## YOUR OBJECTIVE
Within the records that follow, find every line containing the string "SqlCommentConfig". Copy those lines.
****************************************
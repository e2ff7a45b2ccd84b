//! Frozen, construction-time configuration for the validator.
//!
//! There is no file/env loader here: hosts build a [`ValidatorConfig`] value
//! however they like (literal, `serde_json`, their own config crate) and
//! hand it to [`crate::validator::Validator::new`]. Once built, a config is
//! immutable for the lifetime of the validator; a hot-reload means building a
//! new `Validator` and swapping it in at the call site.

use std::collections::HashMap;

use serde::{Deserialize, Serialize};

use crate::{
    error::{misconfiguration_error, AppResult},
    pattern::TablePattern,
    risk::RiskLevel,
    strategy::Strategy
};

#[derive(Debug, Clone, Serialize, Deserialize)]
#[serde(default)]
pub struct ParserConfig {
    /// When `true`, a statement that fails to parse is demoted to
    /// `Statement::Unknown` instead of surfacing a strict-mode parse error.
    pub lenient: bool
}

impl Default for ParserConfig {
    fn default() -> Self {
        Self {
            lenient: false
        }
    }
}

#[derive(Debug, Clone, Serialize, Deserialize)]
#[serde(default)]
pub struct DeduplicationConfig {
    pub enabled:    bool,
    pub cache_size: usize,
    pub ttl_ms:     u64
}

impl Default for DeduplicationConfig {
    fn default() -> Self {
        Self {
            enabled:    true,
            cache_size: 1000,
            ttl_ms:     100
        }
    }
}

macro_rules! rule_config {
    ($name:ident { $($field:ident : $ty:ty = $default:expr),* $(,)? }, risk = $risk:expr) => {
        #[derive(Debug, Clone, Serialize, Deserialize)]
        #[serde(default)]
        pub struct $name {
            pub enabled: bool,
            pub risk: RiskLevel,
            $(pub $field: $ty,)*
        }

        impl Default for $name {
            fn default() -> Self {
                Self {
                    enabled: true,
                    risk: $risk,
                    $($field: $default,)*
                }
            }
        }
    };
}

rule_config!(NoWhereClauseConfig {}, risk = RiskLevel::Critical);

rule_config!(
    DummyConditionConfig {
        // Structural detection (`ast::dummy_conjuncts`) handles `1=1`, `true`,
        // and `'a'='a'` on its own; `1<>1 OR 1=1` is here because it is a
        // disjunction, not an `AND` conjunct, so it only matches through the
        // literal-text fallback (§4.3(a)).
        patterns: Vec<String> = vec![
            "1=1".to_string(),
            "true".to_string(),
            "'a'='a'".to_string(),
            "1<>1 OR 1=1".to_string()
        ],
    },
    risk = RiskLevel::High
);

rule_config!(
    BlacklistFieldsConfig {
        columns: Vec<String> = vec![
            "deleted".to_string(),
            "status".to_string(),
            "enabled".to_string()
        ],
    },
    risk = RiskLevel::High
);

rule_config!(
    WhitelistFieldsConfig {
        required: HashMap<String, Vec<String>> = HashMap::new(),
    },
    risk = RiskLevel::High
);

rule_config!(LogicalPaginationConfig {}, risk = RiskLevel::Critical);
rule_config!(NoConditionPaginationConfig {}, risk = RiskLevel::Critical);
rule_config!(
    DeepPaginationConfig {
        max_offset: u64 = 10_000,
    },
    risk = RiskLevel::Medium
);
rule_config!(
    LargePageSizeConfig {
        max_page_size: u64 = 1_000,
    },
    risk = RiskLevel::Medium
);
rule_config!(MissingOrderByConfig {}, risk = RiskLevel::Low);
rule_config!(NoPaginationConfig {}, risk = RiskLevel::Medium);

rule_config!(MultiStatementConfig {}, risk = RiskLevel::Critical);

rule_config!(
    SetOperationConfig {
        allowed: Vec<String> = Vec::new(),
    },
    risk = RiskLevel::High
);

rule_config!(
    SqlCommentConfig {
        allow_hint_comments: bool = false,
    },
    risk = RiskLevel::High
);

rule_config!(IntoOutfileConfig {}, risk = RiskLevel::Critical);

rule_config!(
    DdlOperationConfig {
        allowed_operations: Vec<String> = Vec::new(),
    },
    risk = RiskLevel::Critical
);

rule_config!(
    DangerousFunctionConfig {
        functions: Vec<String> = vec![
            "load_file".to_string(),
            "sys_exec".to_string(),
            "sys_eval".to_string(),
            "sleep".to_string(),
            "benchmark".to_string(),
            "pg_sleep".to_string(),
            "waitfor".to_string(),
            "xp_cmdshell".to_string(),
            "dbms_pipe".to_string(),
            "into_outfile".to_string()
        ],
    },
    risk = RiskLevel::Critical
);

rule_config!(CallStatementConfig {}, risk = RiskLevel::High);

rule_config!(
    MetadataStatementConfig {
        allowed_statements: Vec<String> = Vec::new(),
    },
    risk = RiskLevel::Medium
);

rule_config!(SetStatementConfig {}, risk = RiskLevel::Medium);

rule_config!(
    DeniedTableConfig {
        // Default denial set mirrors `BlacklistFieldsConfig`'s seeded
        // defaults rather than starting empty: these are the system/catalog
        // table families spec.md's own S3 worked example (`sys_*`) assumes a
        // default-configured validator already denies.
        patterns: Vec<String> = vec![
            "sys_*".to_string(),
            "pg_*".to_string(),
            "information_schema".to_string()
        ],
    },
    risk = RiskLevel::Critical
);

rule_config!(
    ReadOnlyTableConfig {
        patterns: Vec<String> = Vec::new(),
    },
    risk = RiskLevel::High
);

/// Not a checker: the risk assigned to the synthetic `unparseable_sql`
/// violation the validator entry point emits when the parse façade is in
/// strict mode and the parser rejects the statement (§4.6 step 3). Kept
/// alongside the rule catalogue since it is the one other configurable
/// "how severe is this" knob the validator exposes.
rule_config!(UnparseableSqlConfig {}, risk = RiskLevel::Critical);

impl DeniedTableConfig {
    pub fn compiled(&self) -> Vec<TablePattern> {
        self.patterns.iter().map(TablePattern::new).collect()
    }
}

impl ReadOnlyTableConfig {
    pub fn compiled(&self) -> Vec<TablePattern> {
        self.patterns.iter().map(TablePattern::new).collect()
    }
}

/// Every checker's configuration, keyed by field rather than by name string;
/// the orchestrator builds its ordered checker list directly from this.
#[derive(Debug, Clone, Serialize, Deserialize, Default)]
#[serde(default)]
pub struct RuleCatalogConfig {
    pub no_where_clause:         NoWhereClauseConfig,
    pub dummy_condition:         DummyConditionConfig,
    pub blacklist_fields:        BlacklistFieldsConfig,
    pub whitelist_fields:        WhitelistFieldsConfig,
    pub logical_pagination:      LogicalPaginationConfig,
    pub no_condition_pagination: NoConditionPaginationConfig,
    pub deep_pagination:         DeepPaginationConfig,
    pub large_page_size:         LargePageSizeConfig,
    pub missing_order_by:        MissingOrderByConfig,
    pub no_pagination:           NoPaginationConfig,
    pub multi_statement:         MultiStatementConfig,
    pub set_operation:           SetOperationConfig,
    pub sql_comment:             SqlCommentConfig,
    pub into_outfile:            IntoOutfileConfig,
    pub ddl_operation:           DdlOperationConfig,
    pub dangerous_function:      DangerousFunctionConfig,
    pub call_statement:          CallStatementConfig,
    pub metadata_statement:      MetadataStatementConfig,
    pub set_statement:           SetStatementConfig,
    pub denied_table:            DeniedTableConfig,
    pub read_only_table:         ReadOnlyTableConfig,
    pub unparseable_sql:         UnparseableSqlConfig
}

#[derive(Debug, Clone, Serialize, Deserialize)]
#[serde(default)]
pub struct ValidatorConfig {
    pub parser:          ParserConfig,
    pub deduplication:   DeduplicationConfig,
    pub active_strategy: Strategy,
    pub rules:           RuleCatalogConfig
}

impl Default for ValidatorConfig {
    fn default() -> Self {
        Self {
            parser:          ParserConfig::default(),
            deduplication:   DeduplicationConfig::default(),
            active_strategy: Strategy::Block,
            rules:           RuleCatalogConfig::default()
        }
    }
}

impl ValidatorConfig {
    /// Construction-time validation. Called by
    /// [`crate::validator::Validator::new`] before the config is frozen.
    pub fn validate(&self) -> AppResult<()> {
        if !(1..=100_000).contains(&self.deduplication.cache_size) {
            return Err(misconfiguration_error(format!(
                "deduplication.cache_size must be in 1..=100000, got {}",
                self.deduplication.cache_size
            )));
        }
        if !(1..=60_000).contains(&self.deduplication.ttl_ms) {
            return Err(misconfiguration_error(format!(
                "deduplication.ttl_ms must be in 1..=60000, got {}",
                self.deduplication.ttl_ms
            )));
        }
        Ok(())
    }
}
****************************************
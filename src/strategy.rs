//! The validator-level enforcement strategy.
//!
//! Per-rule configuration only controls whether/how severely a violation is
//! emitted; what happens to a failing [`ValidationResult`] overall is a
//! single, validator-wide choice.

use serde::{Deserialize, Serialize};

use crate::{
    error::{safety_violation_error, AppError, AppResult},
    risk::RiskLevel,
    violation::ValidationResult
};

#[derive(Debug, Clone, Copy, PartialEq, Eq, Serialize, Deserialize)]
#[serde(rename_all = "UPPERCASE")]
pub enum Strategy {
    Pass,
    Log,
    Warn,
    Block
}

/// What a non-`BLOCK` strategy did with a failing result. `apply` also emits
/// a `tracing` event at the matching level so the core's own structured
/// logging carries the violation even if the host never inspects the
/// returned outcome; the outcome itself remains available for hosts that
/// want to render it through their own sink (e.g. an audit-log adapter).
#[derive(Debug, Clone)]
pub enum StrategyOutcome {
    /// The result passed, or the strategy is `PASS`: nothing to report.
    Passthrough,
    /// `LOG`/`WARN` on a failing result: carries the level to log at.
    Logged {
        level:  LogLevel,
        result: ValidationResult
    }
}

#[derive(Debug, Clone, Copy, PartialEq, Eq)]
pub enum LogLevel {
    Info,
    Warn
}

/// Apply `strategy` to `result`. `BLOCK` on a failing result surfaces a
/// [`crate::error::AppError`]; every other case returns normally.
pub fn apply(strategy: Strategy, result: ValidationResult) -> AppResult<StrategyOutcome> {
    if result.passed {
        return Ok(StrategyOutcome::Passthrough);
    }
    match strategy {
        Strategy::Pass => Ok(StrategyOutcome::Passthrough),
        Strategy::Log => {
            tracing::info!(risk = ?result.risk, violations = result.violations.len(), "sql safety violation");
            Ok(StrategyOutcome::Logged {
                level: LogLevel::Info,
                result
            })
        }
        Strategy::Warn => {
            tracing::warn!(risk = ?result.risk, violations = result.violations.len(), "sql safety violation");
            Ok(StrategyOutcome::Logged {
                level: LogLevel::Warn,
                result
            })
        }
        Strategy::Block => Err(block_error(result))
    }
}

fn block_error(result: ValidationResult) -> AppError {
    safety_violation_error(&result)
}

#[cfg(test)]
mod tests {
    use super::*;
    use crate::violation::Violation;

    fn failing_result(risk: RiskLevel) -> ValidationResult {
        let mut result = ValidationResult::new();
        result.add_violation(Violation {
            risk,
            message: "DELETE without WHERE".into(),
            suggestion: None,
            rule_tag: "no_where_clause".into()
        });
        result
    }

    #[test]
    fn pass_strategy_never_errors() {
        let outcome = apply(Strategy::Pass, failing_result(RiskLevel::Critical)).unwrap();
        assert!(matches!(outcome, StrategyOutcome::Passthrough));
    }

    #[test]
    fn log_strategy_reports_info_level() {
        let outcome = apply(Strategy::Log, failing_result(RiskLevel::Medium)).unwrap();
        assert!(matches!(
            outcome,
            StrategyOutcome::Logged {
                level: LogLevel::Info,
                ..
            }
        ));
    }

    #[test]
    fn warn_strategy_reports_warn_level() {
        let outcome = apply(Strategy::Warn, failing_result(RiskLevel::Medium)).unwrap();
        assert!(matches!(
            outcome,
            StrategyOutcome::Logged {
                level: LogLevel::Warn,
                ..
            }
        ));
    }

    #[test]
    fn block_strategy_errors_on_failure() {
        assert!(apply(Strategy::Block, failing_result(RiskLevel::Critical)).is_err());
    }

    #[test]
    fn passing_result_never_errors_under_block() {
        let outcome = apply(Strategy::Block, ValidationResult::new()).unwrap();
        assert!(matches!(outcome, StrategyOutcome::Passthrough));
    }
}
****************************************
## RESPONSE TO THE EXERCISE
    SqlCommentConfig {
    pub sql_comment:             SqlCommentConfig,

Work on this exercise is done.